Lldb performance with clang modules and Swift

Our project has about 1k clang modules, and about 600 swift modules. We experience severe delay when attaching to process with lldb: after emptying ~/Library/Developer/Xcode/DerivedData/ModuleCache.noindex it takes about 20 minutes to hit breakpoint set in application start. I've used profiler to find out that this time is required to re-populate module cache to build module in context of which lldb console expressions are built, which is expected.

However, what was not expected is the following line in the lldb log:

Extra clang arguments        : (28814 items)

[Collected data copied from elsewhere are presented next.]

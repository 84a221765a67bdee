use numjit_types::Ty;

/// Computes the mangled cache/symbol key for `(function_name, monomorphic
/// argument-type vector)`, per §4.4/§6: `name ++ stable_hash(args)`.
///
/// Stability is only required within a process, so a process-local,
/// deterministic hash (blake3 over each argument type's `Display` form,
/// joined by a separator that cannot appear in a type's own rendering) is
/// sufficient -- no need for a cross-process-stable format.
pub fn mangle(name: &str, arg_types: &[Ty]) -> String {
    format!("{name}{}", stable_hash(arg_types))
}

/// A short, deterministic hex digest of an argument-type vector.
pub fn stable_hash(arg_types: &[Ty]) -> String {
    let mut hasher = blake3::Hasher::new();
    for t in arg_types {
        hasher.update(t.to_string().as_bytes());
        hasher.update(b"\0");
    }
    let digest = hasher.finalize();
    digest.to_hex()[..16].to_string()
}
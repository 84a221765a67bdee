//! The process-wide JIT context: the single long-lived value holding every
//! piece of shared mutable state the pipeline needs (§5, §9 Design Note
//! "Shared mutable state").
//!
//! `JitContext` plays the role the source dialect's module-level globals
//! play (an interned LLVM context, the compilation cache, the host-function
//! table) collapsed into one value so every pipeline stage can take it by
//! explicit reference instead of reaching for ambient statics.

use std::sync::Arc;

use inkwell::context::Context;
use inkwell::execution_engine::ExecutionEngine;
use inkwell::passes::PassBuilderOptions;
use inkwell::targets::{CodeModel, InitializationConfig, RelocMode, Target, TargetMachine};

use numjit_codegen::{compile_fun, HostFunction, HostRegistry, HostTy, NativeFunction, NativeResult};
use numjit_core::Fun;
use numjit_infer::infer_fun;
use numjit_types::Ty;

use crate::cache::CompilationCache;
use crate::config::CompileOptions;
use crate::error::NumjitError;
use crate::runtime::{classify_args, RuntimeValue};
use crate::specialize::specialize;

/// A function registered with the context: its lowered Core IR and its
/// already-inferred principal type (§6 `jit`/`autojit`: "eager lowering +
/// inference; specialization deferred to call time").
struct Registered {
    fun: Fun,
    func_ty: Ty,
    mgu: numjit_infer::Subst,
}

/// The process-wide JIT compiler context: an interned LLVM context, the
/// compilation cache, the host-function registry, and every function
/// registered for lazy specialization.
///
/// Not `Send`/`Sync`: §5 documents the single-threaded contract explicitly,
/// so this type makes no attempt to support concurrent use -- a caller
/// needing JIT compilation from multiple threads must serialize access
/// externally (e.g. behind a `Mutex`), exactly as §5 requires.
///
/// The underlying LLVM context is intentionally leaked for the process
/// lifetime (`Box::leak`): §5 states "the execution engine owns compiled
/// module memory for the process lifetime; once added, modules are not
/// removed," so there is no point in this type ever tearing the context
/// down, and leaking sidesteps the self-referential-lifetime problem of
/// storing an `ExecutionEngine<'ctx>` alongside the `Context` it borrows.
pub struct JitContext {
    context: &'static Context,
    target_machine: TargetMachine,
    options: CompileOptions,
    cache: CompilationCache,
    host_registry: HostRegistry,
    functions: std::collections::HashMap<String, Registered>,
    /// Every execution engine ever created, kept alive forever so the
    /// compiled code addresses handed out through [`NativeFunction`] stay
    /// valid (§5). One engine per specialized variant, matching §4.5's
    /// "Module finalization" step being a per-specialization act, not a
    /// whole-program one.
    engines: Vec<ExecutionEngine<'static>>,
}

impl JitContext {
    /// Creates a fresh context with default compile options.
    pub fn new() -> Result<Self, NumjitError> {
        Self::with_options(CompileOptions::default())
    }

    pub fn with_options(options: CompileOptions) -> Result<Self, NumjitError> {
        Target::initialize_native(&InitializationConfig::default()).map_err(|e| {
            NumjitError::Codegen(numjit_codegen::CodegenError::LlvmError(e.to_string()))
        })?;

        let triple = TargetMachine::get_default_triple();
        let target = Target::from_triple(&triple).map_err(|e| {
            NumjitError::Codegen(numjit_codegen::CodegenError::LlvmError(e.to_string()))
        })?;
        let target_machine = target
            .create_target_machine(
                &triple,
                "generic",
                "",
                options.opt_level.to_llvm(),
                RelocMode::Default,
                CodeModel::Default,
            )
            .ok_or_else(|| {
                NumjitError::Codegen(numjit_codegen::CodegenError::LlvmError(
                    "failed to create target machine".to_string(),
                ))
            })?;

        let context: &'static Context = Box::leak(Box::new(Context::create()));

        Ok(JitContext {
            context,
            target_machine,
            options,
            cache: CompilationCache::new(),
            host_registry: HostRegistry::new(),
            functions: std::collections::HashMap::new(),
            engines: Vec::new(),
        })
    }

    /// Registers a lowered function for lazy specialization (the `jit`
    /// decorator's eager half, per §6). Runs type inference immediately and
    /// stores the principal type; the first call with a new argument-type
    /// signature triggers specialization and codegen.
    pub fn register(&mut self, fun: Fun) -> Result<(), NumjitError> {
        let inferred = infer_fun(&fun)?;
        tracing::debug!(function = %fun.name, "registered function, principal type inferred");
        self.functions.insert(
            fun.name.clone(),
            Registered {
                fun,
                func_ty: inferred.func_ty,
                mgu: inferred.mgu,
            },
        );
        Ok(())
    }

    /// Registers a host callback reachable from compiled code by name (§6
    /// `reg`). Fails if `param_types`/`return_type` fall outside `{int,
    /// float}` -- structurally impossible here since [`HostTy`] is already
    /// closed to that set, matching the dialect's registration-time
    /// validation.
    pub fn register_host(
        &mut self,
        name: impl Into<String>,
        param_types: Vec<HostTy>,
        return_type: HostTy,
        address: usize,
    ) {
        let name = name.into();
        tracing::debug!(function = %name, "registered host callback");
        self.host_registry.register(HostFunction {
            name,
            param_types,
            return_type,
            address,
        });
    }

    /// Registers a host callback from string-spelled type annotations,
    /// rejecting registration outright if any annotation falls outside
    /// `{int, float}` -- the validation path `reg` actually exercises at the
    /// source level, where annotations arrive as strings rather than as an
    /// already-parsed [`HostTy`] (§6: "anything else fails registration").
    pub fn register_host_annotated(
        &mut self,
        name: impl Into<String>,
        param_annotations: &[&str],
        return_annotation: &str,
        address: usize,
    ) -> Result<(), NumjitError> {
        let parse = |a: &str| {
            numjit_codegen::parse_host_annotation(a)
                .map_err(|_| NumjitError::UnrecognizedHostAnnotation(a.to_string()))
        };
        let param_types = param_annotations
            .iter()
            .map(|a| parse(a))
            .collect::<Result<Vec<_>, _>>()?;
        let return_type = parse(return_annotation)?;
        self.register_host(name, param_types, return_type, address);
        Ok(())
    }

    /// Entry point standing in for the excluded decorator surface: compiles
    /// (on first call with a new argument-type signature) or reuses a cached
    /// variant, then calls it with the given runtime arguments (§4.4, §6).
    pub fn compile_for_args(
        &mut self,
        name: &str,
        args: &[RuntimeValue],
    ) -> Result<NativeResult, NumjitError> {
        let arg_types = classify_args(args)?;

        let entry = self
            .functions
            .get(name)
            .ok_or_else(|| NumjitError::UnknownFunction(name.to_string()))?;
        if entry.fun.params.len() != args.len() {
            return Err(NumjitError::ArityMismatch {
                name: name.to_string(),
                expected: entry.fun.params.len(),
                got: args.len(),
            });
        }

        let native = if let Some(cached) = self.cache.get(name, &arg_types) {
            tracing::debug!(function = name, ?arg_types, "cache hit");
            cached
        } else {
            tracing::info!(function = name, ?arg_types, "cache miss, compiling specialization");
            self.compile_variant(name, &arg_types)?
        };

        let native_args: Vec<_> = args.iter().map(RuntimeValue::to_native_arg).collect();
        // SAFETY: `native` was built from a specialization whose arg/return
        // types match `native_args`'s shape exactly -- `arg_types` drove both
        // the codegen signature and this call's marshaling -- and the
        // execution engine that owns its compiled code is kept alive in
        // `self.engines` for the process lifetime (§5).
        unsafe { native.call(&native_args).map_err(NumjitError::from) }
    }

    fn compile_variant(
        &mut self,
        name: &str,
        arg_types: &[Ty],
    ) -> Result<Arc<NativeFunction>, NumjitError> {
        let entry = self
            .functions
            .get(name)
            .ok_or_else(|| NumjitError::UnknownFunction(name.to_string()))?;

        let specialized = specialize(&entry.func_ty, &entry.mgu, arg_types)?;

        let mangled = numjit_codegen::mangle(name, &specialized.arg_types);
        let module = self.context.create_module(&mangled);

        compile_fun(
            self.context,
            &module,
            &entry.fun,
            &specialized.arg_types,
            &specialized.return_type,
            &specialized.specializer,
            &self.host_registry,
        )?;

        module.verify().map_err(|e| {
            NumjitError::Codegen(numjit_codegen::CodegenError::LlvmError(e.to_string()))
        })?;

        module
            .run_passes(
                self.options.pass_pipeline(),
                &self.target_machine,
                PassBuilderOptions::create(),
            )
            .map_err(|e| {
                NumjitError::Codegen(numjit_codegen::CodegenError::LlvmError(e.to_string()))
            })?;

        let engine = module
            .create_jit_execution_engine(self.options.opt_level.to_llvm())
            .map_err(|e| {
                NumjitError::Codegen(numjit_codegen::CodegenError::LlvmError(e.to_string()))
            })?;

        let address = engine
            .get_function_address(&mangled)
            .map_err(|e| {
                NumjitError::Codegen(numjit_codegen::CodegenError::LlvmError(e.to_string()))
            })? as usize;

        let native = NativeFunction::new(address, &specialized.arg_types, &specialized.return_type)?;
        let installed = self.cache.insert(name, &specialized.arg_types, native);

        // The engine must outlive every call through `installed`'s raw code
        // pointer -- keep it in `self.engines` for the process lifetime
        // rather than letting it drop at the end of this function (§5).
        self.engines.push(engine);

        Ok(installed)
    }

    pub fn cache_len(&self) -> usize {
        self.cache.len()
    }
}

It turned out that lldb collects all clang arguments from all Swift modules that are passed to linker through -add_ast_path flag and concatenates them, ignoring the fact that vast majority of them can be deduplicated. To check my hypothesis if this could affect module cache population time, I did the following:

  1. I made a fake Swift module that consisted of single swift source file in which were enumerated imports for all known clang modules used, and paths to clang modulemaps were passed via -fmodule-map-file flag;
  2. I passed only this Swift module from #1 through -add_ast_path linker arg, and did not pass any other modules;
  3. I didn't link this Swift module into final executable.

After this manipulations debugging in Swift code worked just fine (no issues with lldb expressions in Swift), first breakpoint time after cleaning module cache dropped very significantly from about 20 minutes to about 6 minutes, and in lldb log I found this:

Extra clang arguments        : (962 items)

This facts raise two questions:

  1. Why did reducing number of extra clang arguments while keeping same amount of clang modules affect module cache population time so significantly? Does clang rebuild module for each -fmodule-map-file argument encountered?
  2. Can be this fix with arguments deduplication embedded in lldb?
1 Like

@Adrian_Prantl maybe you could help here

It would not be surprising if 28814 options do cause performance issues. However, multiple mentions of the same -fmodule-map-file option do not seem to trigger multiple module rebuilds.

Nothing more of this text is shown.